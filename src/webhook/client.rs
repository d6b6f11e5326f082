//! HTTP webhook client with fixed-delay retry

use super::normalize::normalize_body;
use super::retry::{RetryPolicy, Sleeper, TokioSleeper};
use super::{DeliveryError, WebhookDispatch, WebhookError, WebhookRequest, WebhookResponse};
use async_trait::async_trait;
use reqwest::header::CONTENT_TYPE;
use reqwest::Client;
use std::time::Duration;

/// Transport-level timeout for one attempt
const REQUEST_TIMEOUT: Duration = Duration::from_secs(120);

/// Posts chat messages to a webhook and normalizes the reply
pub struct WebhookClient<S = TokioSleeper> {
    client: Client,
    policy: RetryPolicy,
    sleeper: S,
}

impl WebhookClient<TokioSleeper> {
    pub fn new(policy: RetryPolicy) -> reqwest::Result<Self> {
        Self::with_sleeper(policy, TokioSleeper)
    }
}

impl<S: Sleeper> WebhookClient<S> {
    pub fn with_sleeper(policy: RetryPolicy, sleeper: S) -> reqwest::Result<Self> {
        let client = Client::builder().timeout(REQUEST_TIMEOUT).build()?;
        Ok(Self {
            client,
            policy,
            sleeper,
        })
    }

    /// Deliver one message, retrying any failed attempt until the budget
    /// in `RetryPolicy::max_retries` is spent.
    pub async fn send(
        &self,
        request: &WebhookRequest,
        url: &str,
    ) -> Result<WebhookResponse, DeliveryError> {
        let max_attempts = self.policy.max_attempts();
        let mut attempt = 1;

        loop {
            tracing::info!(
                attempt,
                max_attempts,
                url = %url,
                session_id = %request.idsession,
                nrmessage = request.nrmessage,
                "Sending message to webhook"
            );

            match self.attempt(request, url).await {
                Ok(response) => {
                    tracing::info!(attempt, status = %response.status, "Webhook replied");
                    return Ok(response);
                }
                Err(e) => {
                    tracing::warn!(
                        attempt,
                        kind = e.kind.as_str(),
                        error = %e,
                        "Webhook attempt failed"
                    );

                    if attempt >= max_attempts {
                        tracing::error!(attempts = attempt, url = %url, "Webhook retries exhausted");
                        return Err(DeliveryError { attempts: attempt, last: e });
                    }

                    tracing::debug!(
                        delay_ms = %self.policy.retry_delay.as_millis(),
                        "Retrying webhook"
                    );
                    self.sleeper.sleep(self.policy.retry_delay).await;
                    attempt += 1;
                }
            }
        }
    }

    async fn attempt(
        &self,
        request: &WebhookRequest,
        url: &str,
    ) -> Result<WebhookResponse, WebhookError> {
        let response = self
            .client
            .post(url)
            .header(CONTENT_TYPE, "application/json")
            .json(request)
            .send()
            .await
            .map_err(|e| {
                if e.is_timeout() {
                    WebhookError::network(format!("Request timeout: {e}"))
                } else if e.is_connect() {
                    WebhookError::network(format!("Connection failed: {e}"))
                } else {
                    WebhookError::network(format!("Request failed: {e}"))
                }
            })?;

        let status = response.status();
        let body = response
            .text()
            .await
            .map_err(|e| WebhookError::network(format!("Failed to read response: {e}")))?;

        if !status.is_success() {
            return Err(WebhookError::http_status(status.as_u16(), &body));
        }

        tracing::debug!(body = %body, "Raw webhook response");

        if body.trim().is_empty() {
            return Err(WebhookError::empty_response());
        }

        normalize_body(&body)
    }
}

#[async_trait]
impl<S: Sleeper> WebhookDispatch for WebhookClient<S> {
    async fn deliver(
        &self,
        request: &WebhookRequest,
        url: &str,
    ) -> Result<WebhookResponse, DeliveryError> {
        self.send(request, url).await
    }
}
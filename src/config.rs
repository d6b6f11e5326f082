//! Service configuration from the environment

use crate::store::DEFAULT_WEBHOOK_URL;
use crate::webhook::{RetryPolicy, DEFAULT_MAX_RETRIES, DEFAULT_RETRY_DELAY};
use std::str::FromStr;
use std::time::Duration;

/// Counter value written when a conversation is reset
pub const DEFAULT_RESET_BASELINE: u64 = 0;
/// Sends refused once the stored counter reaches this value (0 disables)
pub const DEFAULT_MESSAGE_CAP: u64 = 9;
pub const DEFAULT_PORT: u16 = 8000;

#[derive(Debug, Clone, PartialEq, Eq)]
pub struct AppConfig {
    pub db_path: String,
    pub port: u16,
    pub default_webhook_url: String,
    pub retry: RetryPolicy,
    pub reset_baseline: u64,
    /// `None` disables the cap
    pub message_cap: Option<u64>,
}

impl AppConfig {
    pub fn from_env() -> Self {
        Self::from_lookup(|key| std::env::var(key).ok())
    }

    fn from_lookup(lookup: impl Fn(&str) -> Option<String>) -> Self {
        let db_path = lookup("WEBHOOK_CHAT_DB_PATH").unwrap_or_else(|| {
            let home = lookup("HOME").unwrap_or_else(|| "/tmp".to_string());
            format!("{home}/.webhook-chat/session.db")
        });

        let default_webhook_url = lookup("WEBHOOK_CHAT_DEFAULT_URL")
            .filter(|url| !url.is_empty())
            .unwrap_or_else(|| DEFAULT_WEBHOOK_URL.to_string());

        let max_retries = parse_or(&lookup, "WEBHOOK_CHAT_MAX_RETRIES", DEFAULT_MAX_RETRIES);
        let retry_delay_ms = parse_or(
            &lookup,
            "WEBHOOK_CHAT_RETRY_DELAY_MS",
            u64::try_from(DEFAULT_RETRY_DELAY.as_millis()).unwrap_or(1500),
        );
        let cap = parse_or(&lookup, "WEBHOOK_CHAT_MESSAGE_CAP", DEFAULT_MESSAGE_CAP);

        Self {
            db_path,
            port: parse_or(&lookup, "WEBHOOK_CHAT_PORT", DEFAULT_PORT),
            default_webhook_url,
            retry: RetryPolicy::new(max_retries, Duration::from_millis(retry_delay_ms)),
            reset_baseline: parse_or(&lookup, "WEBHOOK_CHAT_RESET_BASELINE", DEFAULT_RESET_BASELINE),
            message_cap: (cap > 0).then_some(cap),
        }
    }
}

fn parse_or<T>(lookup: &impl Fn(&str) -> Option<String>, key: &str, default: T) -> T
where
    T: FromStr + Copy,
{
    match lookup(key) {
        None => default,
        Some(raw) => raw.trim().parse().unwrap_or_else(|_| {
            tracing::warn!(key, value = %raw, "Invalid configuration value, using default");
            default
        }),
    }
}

+-------+

What the exercise asks:
Return all of the material exactly as written, from the first line through the last.

Reply:
filename src/webhook/client.rs
repository d6b6f11e5326f082
//! HTTP webhook client with fixed-delay retry

use super::normalize::normalize_body;
use super::retry::{RetryPolicy, Sleeper, TokioSleeper};
use super::{DeliveryError, WebhookDispatch, WebhookError, WebhookRequest, WebhookResponse};
use async_trait::async_trait;
use reqwest::header::CONTENT_TYPE;
use reqwest::Client;
use std::time::Duration;

/// Transport-level timeout for one attempt
const REQUEST_TIMEOUT: Duration = Duration::from_secs(120);

/// Posts chat messages to a webhook and normalizes the reply
pub struct WebhookClient<S = TokioSleeper> {
    client: Client,
    policy: RetryPolicy,
    sleeper: S,
}

impl WebhookClient<TokioSleeper> {
    pub fn new(policy: RetryPolicy) -> reqwest::Result<Self> {
        Self::with_sleeper(policy, TokioSleeper)
    }
}

impl<S: Sleeper> WebhookClient<S> {
    pub fn with_sleeper(policy: RetryPolicy, sleeper: S) -> reqwest::Result<Self> {
        let client = Client::builder().timeout(REQUEST_TIMEOUT).build()?;
        Ok(Self {
            client,
            policy,
            sleeper,
        })
    }

    /// Deliver one message, retrying any failed attempt until the budget
    /// in `RetryPolicy::max_retries` is spent.
    pub async fn send(
        &self,
        request: &WebhookRequest,
        url: &str,
    ) -> Result<WebhookResponse, DeliveryError> {
        let max_attempts = self.policy.max_attempts();
        let mut attempt = 1;

        loop {
            tracing::info!(
                attempt,
                max_attempts,
                url = %url,
                session_id = %request.idsession,
                nrmessage = request.nrmessage,
                "Sending message to webhook"
            );

            match self.attempt(request, url).await {
                Ok(response) => {
                    tracing::info!(attempt, status = %response.status, "Webhook replied");
                    return Ok(response);
                }
                Err(e) => {
                    tracing::warn!(
                        attempt,
                        kind = e.kind.as_str(),
                        error = %e,
                        "Webhook attempt failed"
                    );

                    if attempt >= max_attempts {
                        tracing::error!(attempts = attempt, url = %url, "Webhook retries exhausted");
                        return Err(DeliveryError { attempts: attempt, last: e });
                    }

                    tracing::debug!(
                        delay_ms = %self.policy.retry_delay.as_millis(),
                        "Retrying webhook"
                    );
                    self.sleeper.sleep(self.policy.retry_delay).await;
                    attempt += 1;
                }
            }
        }
    }

    async fn attempt(
        &self,
        request: &WebhookRequest,
        url: &str,
    ) -> Result<WebhookResponse, WebhookError> {
        let response = self
            .client
            .post(url)
            .header(CONTENT_TYPE, "application/json")
            .json(request)
            .send()
            .await
            .map_err(|e| {
                if e.is_timeout() {
                    WebhookError::network(format!("Request timeout: {e}"))
                } else if e.is_connect() {
                    WebhookError::network(format!("Connection failed: {e}"))
                } else {
                    WebhookError::network(format!("Request failed: {e}"))
                }
            })?;

        let status = response.status();
        let body = response
            .text()
            .await
            .map_err(|e| WebhookError::network(format!("Failed to read response: {e}")))?;

        if !status.is_success() {
            return Err(WebhookError::http_status(status.as_u16(), &body));
        }

        tracing::debug!(body = %body, "Raw webhook response");

        if body.trim().is_empty() {
            return Err(WebhookError::empty_response());
        }

        normalize_body(&body)
    }
}

#[async_trait]
impl<S: Sleeper> WebhookDispatch for WebhookClient<S> {
    async fn deliver(
        &self,
        request: &WebhookRequest,
        url: &str,
    ) -> Result<WebhookResponse, DeliveryError> {
        self.send(request, url).await
    }
}
filename src/config.rs
repository d6b6f11e5326f082
//! Service configuration from the environment

use crate::store::DEFAULT_WEBHOOK_URL;
use crate::webhook::{RetryPolicy, DEFAULT_MAX_RETRIES, DEFAULT_RETRY_DELAY};
use std::str::FromStr;
use std::time::Duration;

/// Counter value written when a conversation is reset
pub const DEFAULT_RESET_BASELINE: u64 = 0;
/// Sends refused once the stored counter reaches this value (0 disables)
pub const DEFAULT_MESSAGE_CAP: u64 = 9;
pub const DEFAULT_PORT: u16 = 8000;

#[derive(Debug, Clone, PartialEq, Eq)]
pub struct AppConfig {
    pub db_path: String,
    pub port: u16,
    pub default_webhook_url: String,
    pub retry: RetryPolicy,
    pub reset_baseline: u64,
    /// `None` disables the cap
    pub message_cap: Option<u64>,
}

impl AppConfig {
    pub fn from_env() -> Self {
        Self::from_lookup(|key| std::env::var(key).ok())
    }

    fn from_lookup(lookup: impl Fn(&str) -> Option<String>) -> Self {
        let db_path = lookup("WEBHOOK_CHAT_DB_PATH").unwrap_or_else(|| {
            let home = lookup("HOME").unwrap_or_else(|| "/tmp".to_string());
            format!("{home}/.webhook-chat/session.db")
        });

        let default_webhook_url = lookup("WEBHOOK_CHAT_DEFAULT_URL")
            .filter(|url| !url.is_empty())
            .unwrap_or_else(|| DEFAULT_WEBHOOK_URL.to_string());

        let max_retries = parse_or(&lookup, "WEBHOOK_CHAT_MAX_RETRIES", DEFAULT_MAX_RETRIES);
        let retry_delay_ms = parse_or(
            &lookup,
            "WEBHOOK_CHAT_RETRY_DELAY_MS",
            u64::try_from(DEFAULT_RETRY_DELAY.as_millis()).unwrap_or(1500),
        );
        let cap = parse_or(&lookup, "WEBHOOK_CHAT_MESSAGE_CAP", DEFAULT_MESSAGE_CAP);

        Self {
            db_path,
            port: parse_or(&lookup, "WEBHOOK_CHAT_PORT", DEFAULT_PORT),
            default_webhook_url,
            retry: RetryPolicy::new(max_retries, Duration::from_millis(retry_delay_ms)),
            reset_baseline: parse_or(&lookup, "WEBHOOK_CHAT_RESET_BASELINE", DEFAULT_RESET_BASELINE),
            message_cap: (cap > 0).then_some(cap),
        }
    }
}

fn parse_or<T>(lookup: &impl Fn(&str) -> Option<String>, key: &str, default: T) -> T
where
    T: FromStr + Copy,
{
    match lookup(key) {
        None => default,
        Some(raw) => raw.trim().parse().unwrap_or_else(|_| {
            tracing::warn!(key, value = %raw, "Invalid configuration value, using default");
            default
        }),
    }
}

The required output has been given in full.